Robbins v. State, Department of Culture, Recreation & Tourism

MAX N. TOBIAS, JR., Judge.

11This appeal arises from the denial of disability benefits to the claimant, Leroy Robbins (“Robbins”), who alleges that he is permanently and totally disabled as a result of a back injury he sustained while working as a golf steward at City Park in New Orleans.

Robbins, age sixty-seven years, was employed by the State of Louisiana through the Department of Culture, Recreation, and Tourism (“the state”) as a recreational facility steward at a golf driving range in City Park in New Orleans. His duties as a golf steward included retrieving golf balls, giving golf lessons, and selling golf balls to patrons of the driving range. Robbins sustained a back injury on 12 August 1999 when he bent over to pick up a nine (9) pound bucket of golf balls.

Robbins reported the injury to his employer and was sent to an occupational physician for a medical evaluation. The evaluation revealed an abdominal aneurysm, for which he was referred to his personal physician, as the aneurysm was not work-related. He underwent surgery for the aneurysm and subsequently required quadruple coronary artery bypass surgery. Following these surgeries, Robbins continued to suffer from back pain, so he was referred to Larry Haydel, pM.D. (“Dr.Haydel”) for an evaluation of his back condition. Dr. Haydel recommended and performed a discectomy at the L4-5 level of the lumbar spine in February 1996. Because Robbins continued to report pain, a second procedure, a spinal fusion, was performed in June 1998 by Mitchell Harris, M.D. (“Dr.Harris”). Robbins also participated in physical therapy both before and after his surgical procedures.

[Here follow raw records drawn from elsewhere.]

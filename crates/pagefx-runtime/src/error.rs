#![forbid(unsafe_code)]

use pagefx_core::storage::StorageError;
use pagefx_core::{DomError, ElementId};
use thiserror::Error;

pub type Result<T> = std::result::Result<T, PageError>;

/// Faults raised while handling a page event or timer.
///
/// None of these stop the page: the runtime logs the fault and keeps running
/// the remaining handlers.
#[derive(Debug, Error)]
pub enum PageError {
    #[error("document error: {0}")]
    Dom(#[from] DomError),

    #[error("storage error: {0}")]
    Storage(#[from] StorageError),

    #[error("required element missing: {what}")]
    MissingElement { what: String },

    #[error("counter {element} has no usable target: {raw:?}")]
    InvalidTarget { element: ElementId, raw: Option<String> },

    #[error("invalid config: {0}")]
    Config(#[from] serde_json::Error),

    #[error("host error: {message}")]
    Host { message: String },
}

impl PageError {
    #[must_use]
    pub fn missing(what: impl Into<String>) -> Self {
        Self::MissingElement { what: what.into() }
    }

    /// Faults that degrade one feature without indicating a broken page
    /// (bad counter markup, unavailable storage). Logged at `warn`.
    #[must_use]
    pub fn is_recoverable(&self) -> bool {
        matches!(self, Self::InvalidTarget { .. } | Self::Storage(_))
    }

    #[must_use]
    pub fn host(message: impl Into<String>) -> Self {
        Self::Host {
            message: message.into(),
        }
    }
}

At the time of the accident, Robbins’ average weekly wage was $265.00. Robbins received workers’ compensation benefits in the amount of $174.50 per week from 12 August 1996 until 19 September 1999, at which time his benefits were terminated by the Office of Risk Management *1243on behalf of the State of Louisiana (“ORM”). ORM discontinued Robbins’ benefits on the grounds that Dr. Harris had approved his employment in four positions identified by the vocational rehabilitation specialists handling his case and was of the opinion that he could successfully return to work in any of those positions.

On 7 September 2000, Robbins filed a disputed claim for compensation with the Office of Workers’ Compensation (“OWC”). The state filed an answer to the claim.

At trial before the OWC judge, Robbins testified himself and presented the testimony of three additional lay witnesses: Nancy Robbins, his wife; Judith Hynes, his sister-in-law; and Christopher Hynes, his brother-in-law and husband of Judith Hynes. All of the witnesses testified regarding their observations of Robbins’ discomfort and lifestyle changes. Robbins introduced no medical witness or testimony into evidence.

Robbins testified that since the accident, he has suffered from muscle spasms that cause him pain and prevent him from driving safely and which make it 1 ^difficult for him to leave the house. He testified that the spasms increase as his physical activity increases, and that he fears losing control of his bladder in public as a result of the spasms. He described an incident at Wal-Mart in which he lost control of his bladder, which embarrassed him greatly. He likened his condition to that of being a prisoner in his own home.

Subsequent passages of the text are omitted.